● **Record set**
----
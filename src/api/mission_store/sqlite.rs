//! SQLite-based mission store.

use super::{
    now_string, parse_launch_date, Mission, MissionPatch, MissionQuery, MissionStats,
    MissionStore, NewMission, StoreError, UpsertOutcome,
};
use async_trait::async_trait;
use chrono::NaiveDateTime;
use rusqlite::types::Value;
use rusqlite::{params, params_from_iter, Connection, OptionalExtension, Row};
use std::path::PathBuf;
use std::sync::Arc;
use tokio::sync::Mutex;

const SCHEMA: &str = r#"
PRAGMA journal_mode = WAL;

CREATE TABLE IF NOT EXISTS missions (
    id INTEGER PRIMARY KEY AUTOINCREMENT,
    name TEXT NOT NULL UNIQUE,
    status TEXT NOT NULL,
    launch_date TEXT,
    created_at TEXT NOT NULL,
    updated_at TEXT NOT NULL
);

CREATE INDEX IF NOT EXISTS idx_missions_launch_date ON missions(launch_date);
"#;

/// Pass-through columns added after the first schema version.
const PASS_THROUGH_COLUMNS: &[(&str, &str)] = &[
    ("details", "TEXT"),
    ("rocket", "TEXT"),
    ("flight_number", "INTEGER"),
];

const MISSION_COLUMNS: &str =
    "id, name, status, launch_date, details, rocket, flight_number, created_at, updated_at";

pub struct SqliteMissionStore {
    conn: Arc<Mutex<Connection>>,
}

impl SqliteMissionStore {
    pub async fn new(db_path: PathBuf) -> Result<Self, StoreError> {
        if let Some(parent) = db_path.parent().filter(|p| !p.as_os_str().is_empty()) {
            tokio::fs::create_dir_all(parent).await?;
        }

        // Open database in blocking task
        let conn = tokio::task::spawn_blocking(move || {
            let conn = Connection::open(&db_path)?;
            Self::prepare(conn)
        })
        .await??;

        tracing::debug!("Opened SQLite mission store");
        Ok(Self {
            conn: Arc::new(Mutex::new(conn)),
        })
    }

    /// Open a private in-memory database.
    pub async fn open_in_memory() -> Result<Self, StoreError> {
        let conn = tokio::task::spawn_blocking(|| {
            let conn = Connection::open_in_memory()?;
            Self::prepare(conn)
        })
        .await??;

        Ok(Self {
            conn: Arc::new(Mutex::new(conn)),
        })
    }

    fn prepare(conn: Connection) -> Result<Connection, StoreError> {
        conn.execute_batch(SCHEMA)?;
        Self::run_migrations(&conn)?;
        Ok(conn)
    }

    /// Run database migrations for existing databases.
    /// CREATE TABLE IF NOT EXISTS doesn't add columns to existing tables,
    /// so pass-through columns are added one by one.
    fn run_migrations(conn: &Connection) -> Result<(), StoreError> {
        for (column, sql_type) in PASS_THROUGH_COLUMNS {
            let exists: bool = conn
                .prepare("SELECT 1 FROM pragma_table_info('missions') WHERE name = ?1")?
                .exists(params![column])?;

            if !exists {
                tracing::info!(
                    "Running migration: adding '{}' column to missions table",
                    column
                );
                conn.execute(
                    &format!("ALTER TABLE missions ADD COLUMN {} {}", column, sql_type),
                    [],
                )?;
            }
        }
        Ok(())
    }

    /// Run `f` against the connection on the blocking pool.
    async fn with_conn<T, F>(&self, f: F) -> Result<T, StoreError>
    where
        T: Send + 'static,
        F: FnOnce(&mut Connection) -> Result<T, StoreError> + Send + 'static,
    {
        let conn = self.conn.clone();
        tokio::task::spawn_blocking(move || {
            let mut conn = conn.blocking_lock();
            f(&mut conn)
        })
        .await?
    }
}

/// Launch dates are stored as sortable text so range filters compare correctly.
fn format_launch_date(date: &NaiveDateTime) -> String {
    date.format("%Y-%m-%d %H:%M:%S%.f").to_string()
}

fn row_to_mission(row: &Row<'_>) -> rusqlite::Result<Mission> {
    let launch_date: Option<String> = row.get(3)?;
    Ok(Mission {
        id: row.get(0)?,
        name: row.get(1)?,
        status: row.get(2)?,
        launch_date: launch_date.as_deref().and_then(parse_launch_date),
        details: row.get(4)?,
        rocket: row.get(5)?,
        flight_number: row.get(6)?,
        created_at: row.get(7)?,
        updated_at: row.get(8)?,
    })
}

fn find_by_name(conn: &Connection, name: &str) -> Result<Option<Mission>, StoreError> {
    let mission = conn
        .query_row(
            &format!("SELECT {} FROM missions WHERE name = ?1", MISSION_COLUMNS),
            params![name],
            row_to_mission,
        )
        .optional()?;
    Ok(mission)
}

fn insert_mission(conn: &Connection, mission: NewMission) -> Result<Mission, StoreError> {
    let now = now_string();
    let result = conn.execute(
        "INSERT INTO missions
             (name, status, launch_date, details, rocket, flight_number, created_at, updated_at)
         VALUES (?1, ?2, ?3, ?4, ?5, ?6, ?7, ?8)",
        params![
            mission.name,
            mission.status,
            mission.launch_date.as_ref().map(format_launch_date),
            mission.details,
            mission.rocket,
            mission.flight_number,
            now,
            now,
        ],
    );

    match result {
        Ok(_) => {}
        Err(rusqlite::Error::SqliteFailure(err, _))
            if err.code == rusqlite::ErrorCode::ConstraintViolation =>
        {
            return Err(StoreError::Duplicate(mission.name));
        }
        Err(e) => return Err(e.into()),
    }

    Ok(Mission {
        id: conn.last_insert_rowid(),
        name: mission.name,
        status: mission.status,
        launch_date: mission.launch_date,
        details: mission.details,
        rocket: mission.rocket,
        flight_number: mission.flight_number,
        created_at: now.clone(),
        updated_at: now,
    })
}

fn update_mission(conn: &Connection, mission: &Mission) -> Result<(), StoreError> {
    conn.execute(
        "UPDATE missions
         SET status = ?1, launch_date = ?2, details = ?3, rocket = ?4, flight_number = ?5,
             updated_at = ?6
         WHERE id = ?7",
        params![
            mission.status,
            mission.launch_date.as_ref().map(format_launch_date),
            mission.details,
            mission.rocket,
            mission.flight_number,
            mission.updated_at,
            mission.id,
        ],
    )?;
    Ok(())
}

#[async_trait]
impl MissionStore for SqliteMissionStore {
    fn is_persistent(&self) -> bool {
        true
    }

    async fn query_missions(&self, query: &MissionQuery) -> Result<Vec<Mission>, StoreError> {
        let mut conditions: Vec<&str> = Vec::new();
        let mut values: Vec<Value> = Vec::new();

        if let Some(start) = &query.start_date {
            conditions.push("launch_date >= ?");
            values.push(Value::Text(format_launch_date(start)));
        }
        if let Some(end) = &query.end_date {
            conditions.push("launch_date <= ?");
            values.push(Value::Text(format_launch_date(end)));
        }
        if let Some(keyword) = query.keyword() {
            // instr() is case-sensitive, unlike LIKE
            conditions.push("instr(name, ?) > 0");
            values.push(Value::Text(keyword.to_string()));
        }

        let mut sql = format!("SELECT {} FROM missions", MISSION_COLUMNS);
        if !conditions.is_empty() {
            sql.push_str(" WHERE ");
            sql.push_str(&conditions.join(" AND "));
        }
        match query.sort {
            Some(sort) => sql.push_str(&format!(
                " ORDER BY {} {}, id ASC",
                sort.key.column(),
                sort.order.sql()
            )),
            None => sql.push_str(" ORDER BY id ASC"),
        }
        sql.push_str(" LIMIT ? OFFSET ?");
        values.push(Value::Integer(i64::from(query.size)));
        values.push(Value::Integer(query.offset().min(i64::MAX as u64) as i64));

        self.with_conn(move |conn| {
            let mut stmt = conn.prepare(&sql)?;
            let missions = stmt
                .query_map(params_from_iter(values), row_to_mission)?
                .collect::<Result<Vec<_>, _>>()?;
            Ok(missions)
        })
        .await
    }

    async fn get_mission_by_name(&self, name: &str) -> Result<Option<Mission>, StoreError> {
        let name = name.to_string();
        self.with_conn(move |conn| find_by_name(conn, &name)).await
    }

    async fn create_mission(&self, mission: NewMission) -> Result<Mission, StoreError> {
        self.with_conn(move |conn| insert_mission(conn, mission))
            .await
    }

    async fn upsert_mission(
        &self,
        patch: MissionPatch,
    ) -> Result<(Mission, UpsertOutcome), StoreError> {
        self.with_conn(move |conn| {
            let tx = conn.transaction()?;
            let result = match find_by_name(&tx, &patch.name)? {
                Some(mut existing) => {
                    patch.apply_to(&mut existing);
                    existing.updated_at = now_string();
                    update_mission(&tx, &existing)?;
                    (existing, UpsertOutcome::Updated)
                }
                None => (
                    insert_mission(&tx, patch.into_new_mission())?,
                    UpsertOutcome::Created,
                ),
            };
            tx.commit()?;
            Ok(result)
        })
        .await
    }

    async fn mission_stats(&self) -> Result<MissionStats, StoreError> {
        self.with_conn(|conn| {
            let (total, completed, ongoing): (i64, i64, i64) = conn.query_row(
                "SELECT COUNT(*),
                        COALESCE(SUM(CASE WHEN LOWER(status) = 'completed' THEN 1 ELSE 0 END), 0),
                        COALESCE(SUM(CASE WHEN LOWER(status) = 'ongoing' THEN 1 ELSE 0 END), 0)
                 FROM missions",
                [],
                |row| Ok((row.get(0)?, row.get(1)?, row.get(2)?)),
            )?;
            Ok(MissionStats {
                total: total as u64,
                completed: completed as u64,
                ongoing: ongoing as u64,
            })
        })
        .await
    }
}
----
● **Exercise**
If the word "keyword" appears in a line above, copy that line.

● **Exercise output**
        if let Some(keyword) = query.keyword() {
            values.push(Value::Text(keyword.to_string()));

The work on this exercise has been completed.